[Exercise directions]:
Each record below has to be printed verbatim.

Collected data
--- --- ---

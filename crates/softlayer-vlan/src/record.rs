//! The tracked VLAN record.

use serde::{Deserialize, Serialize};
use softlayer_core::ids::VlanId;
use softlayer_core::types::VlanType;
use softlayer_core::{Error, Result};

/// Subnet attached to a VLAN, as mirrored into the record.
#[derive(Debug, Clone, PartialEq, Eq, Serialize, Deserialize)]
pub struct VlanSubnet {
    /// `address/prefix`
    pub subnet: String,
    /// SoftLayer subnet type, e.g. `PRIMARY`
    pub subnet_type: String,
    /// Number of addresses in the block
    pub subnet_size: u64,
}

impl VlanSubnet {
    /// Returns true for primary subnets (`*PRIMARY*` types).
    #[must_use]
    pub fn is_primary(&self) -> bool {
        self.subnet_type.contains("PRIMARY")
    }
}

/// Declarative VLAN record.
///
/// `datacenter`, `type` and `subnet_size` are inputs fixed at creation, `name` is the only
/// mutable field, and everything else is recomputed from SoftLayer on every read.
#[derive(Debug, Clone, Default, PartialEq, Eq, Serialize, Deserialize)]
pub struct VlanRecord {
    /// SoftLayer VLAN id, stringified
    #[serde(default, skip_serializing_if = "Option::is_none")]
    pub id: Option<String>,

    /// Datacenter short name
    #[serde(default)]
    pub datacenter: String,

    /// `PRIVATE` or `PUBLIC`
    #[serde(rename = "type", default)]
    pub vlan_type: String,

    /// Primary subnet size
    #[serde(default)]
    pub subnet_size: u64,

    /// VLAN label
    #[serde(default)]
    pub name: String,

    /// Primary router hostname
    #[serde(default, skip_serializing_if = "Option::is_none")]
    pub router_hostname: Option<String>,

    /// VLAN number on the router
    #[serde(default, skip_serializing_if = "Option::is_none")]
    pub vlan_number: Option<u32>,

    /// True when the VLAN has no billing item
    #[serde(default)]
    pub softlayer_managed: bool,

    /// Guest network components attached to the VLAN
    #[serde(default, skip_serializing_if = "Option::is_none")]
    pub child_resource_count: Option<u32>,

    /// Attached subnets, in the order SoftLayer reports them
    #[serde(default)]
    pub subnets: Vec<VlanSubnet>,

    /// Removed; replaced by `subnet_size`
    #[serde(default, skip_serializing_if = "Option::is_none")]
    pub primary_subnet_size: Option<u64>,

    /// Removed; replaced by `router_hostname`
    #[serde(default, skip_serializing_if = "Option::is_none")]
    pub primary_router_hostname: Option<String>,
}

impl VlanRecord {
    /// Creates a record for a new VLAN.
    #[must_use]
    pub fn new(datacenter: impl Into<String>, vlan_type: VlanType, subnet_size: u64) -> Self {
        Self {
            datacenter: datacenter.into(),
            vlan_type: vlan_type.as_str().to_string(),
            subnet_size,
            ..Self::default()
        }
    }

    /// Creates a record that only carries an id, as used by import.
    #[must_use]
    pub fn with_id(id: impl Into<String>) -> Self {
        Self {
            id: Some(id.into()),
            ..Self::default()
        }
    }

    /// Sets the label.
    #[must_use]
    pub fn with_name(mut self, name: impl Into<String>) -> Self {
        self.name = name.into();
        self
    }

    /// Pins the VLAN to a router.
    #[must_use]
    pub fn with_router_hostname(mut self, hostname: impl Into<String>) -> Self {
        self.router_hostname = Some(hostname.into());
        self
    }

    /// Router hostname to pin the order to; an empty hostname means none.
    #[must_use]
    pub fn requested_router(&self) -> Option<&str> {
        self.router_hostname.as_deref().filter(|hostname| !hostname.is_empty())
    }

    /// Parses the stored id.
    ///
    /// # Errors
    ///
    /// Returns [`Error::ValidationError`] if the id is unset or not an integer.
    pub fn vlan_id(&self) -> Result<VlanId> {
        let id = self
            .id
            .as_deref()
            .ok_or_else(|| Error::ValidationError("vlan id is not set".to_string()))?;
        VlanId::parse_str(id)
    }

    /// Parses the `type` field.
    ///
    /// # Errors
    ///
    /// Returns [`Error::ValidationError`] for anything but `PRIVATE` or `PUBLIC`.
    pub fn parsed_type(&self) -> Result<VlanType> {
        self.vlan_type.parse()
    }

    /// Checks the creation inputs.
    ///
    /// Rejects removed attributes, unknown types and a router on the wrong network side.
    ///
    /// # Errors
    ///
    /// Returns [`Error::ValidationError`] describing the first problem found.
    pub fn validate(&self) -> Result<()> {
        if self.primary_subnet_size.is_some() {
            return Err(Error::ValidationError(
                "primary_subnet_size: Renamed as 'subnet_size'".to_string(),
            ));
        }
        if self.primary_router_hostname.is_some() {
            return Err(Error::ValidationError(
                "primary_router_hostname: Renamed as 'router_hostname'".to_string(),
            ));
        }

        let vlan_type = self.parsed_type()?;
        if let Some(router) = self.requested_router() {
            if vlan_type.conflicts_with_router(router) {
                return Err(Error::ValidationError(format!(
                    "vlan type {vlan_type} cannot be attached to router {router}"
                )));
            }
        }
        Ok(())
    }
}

--- --- ---

[Written response]:
filename crates/softlayer-vlan/src/record.rs
//! The tracked VLAN record.

use serde::{Deserialize, Serialize};
use softlayer_core::ids::VlanId;
use softlayer_core::types::VlanType;
use softlayer_core::{Error, Result};

/// Subnet attached to a VLAN, as mirrored into the record.
#[derive(Debug, Clone, PartialEq, Eq, Serialize, Deserialize)]
pub struct VlanSubnet {
    /// `address/prefix`
    pub subnet: String,
    /// SoftLayer subnet type, e.g. `PRIMARY`
    pub subnet_type: String,
    /// Number of addresses in the block
    pub subnet_size: u64,
}

impl VlanSubnet {
    /// Returns true for primary subnets (`*PRIMARY*` types).
    #[must_use]
    pub fn is_primary(&self) -> bool {
        self.subnet_type.contains("PRIMARY")
    }
}

/// Declarative VLAN record.
///
/// `datacenter`, `type` and `subnet_size` are inputs fixed at creation, `name` is the only
/// mutable field, and everything else is recomputed from SoftLayer on every read.
#[derive(Debug, Clone, Default, PartialEq, Eq, Serialize, Deserialize)]
pub struct VlanRecord {
    /// SoftLayer VLAN id, stringified
    #[serde(default, skip_serializing_if = "Option::is_none")]
    pub id: Option<String>,

    /// Datacenter short name
    #[serde(default)]
    pub datacenter: String,

    /// `PRIVATE` or `PUBLIC`
    #[serde(rename = "type", default)]
    pub vlan_type: String,

    /// Primary subnet size
    #[serde(default)]
    pub subnet_size: u64,

    /// VLAN label
    #[serde(default)]
    pub name: String,

    /// Primary router hostname
    #[serde(default, skip_serializing_if = "Option::is_none")]
    pub router_hostname: Option<String>,

    /// VLAN number on the router
    #[serde(default, skip_serializing_if = "Option::is_none")]
    pub vlan_number: Option<u32>,

    /// True when the VLAN has no billing item
    #[serde(default)]
    pub softlayer_managed: bool,

    /// Guest network components attached to the VLAN
    #[serde(default, skip_serializing_if = "Option::is_none")]
    pub child_resource_count: Option<u32>,

    /// Attached subnets, in the order SoftLayer reports them
    #[serde(default)]
    pub subnets: Vec<VlanSubnet>,

    /// Removed; replaced by `subnet_size`
    #[serde(default, skip_serializing_if = "Option::is_none")]
    pub primary_subnet_size: Option<u64>,

    /// Removed; replaced by `router_hostname`
    #[serde(default, skip_serializing_if = "Option::is_none")]
    pub primary_router_hostname: Option<String>,
}

impl VlanRecord {
    /// Creates a record for a new VLAN.
    #[must_use]
    pub fn new(datacenter: impl Into<String>, vlan_type: VlanType, subnet_size: u64) -> Self {
        Self {
            datacenter: datacenter.into(),
            vlan_type: vlan_type.as_str().to_string(),
            subnet_size,
            ..Self::default()
        }
    }

    /// Creates a record that only carries an id, as used by import.
    #[must_use]
    pub fn with_id(id: impl Into<String>) -> Self {
        Self {
            id: Some(id.into()),
            ..Self::default()
        }
    }

    /// Sets the label.
    #[must_use]
    pub fn with_name(mut self, name: impl Into<String>) -> Self {
        self.name = name.into();
        self
    }

    /// Pins the VLAN to a router.
    #[must_use]
    pub fn with_router_hostname(mut self, hostname: impl Into<String>) -> Self {
        self.router_hostname = Some(hostname.into());
        self
    }

    /// Router hostname to pin the order to; an empty hostname means none.
    #[must_use]
    pub fn requested_router(&self) -> Option<&str> {
        self.router_hostname.as_deref().filter(|hostname| !hostname.is_empty())
    }

    /// Parses the stored id.
    ///
    /// # Errors
    ///
    /// Returns [`Error::ValidationError`] if the id is unset or not an integer.
    pub fn vlan_id(&self) -> Result<VlanId> {
        let id = self
            .id
            .as_deref()
            .ok_or_else(|| Error::ValidationError("vlan id is not set".to_string()))?;
        VlanId::parse_str(id)
    }

    /// Parses the `type` field.
    ///
    /// # Errors
    ///
    /// Returns [`Error::ValidationError`] for anything but `PRIVATE` or `PUBLIC`.
    pub fn parsed_type(&self) -> Result<VlanType> {
        self.vlan_type.parse()
    }

    /// Checks the creation inputs.
    ///
    /// Rejects removed attributes, unknown types and a router on the wrong network side.
    ///
    /// # Errors
    ///
    /// Returns [`Error::ValidationError`] describing the first problem found.
    pub fn validate(&self) -> Result<()> {
        if self.primary_subnet_size.is_some() {
            return Err(Error::ValidationError(
                "primary_subnet_size: Renamed as 'subnet_size'".to_string(),
            ));
        }
        if self.primary_router_hostname.is_some() {
            return Err(Error::ValidationError(
                "primary_router_hostname: Renamed as 'router_hostname'".to_string(),
            ));
        }

        let vlan_type = self.parsed_type()?;
        if let Some(router) = self.requested_router() {
            if vlan_type.conflicts_with_router(router) {
                return Err(Error::ValidationError(format!(
                    "vlan type {vlan_type} cannot be attached to router {router}"
                )));
            }
        }
        Ok(())
    }
}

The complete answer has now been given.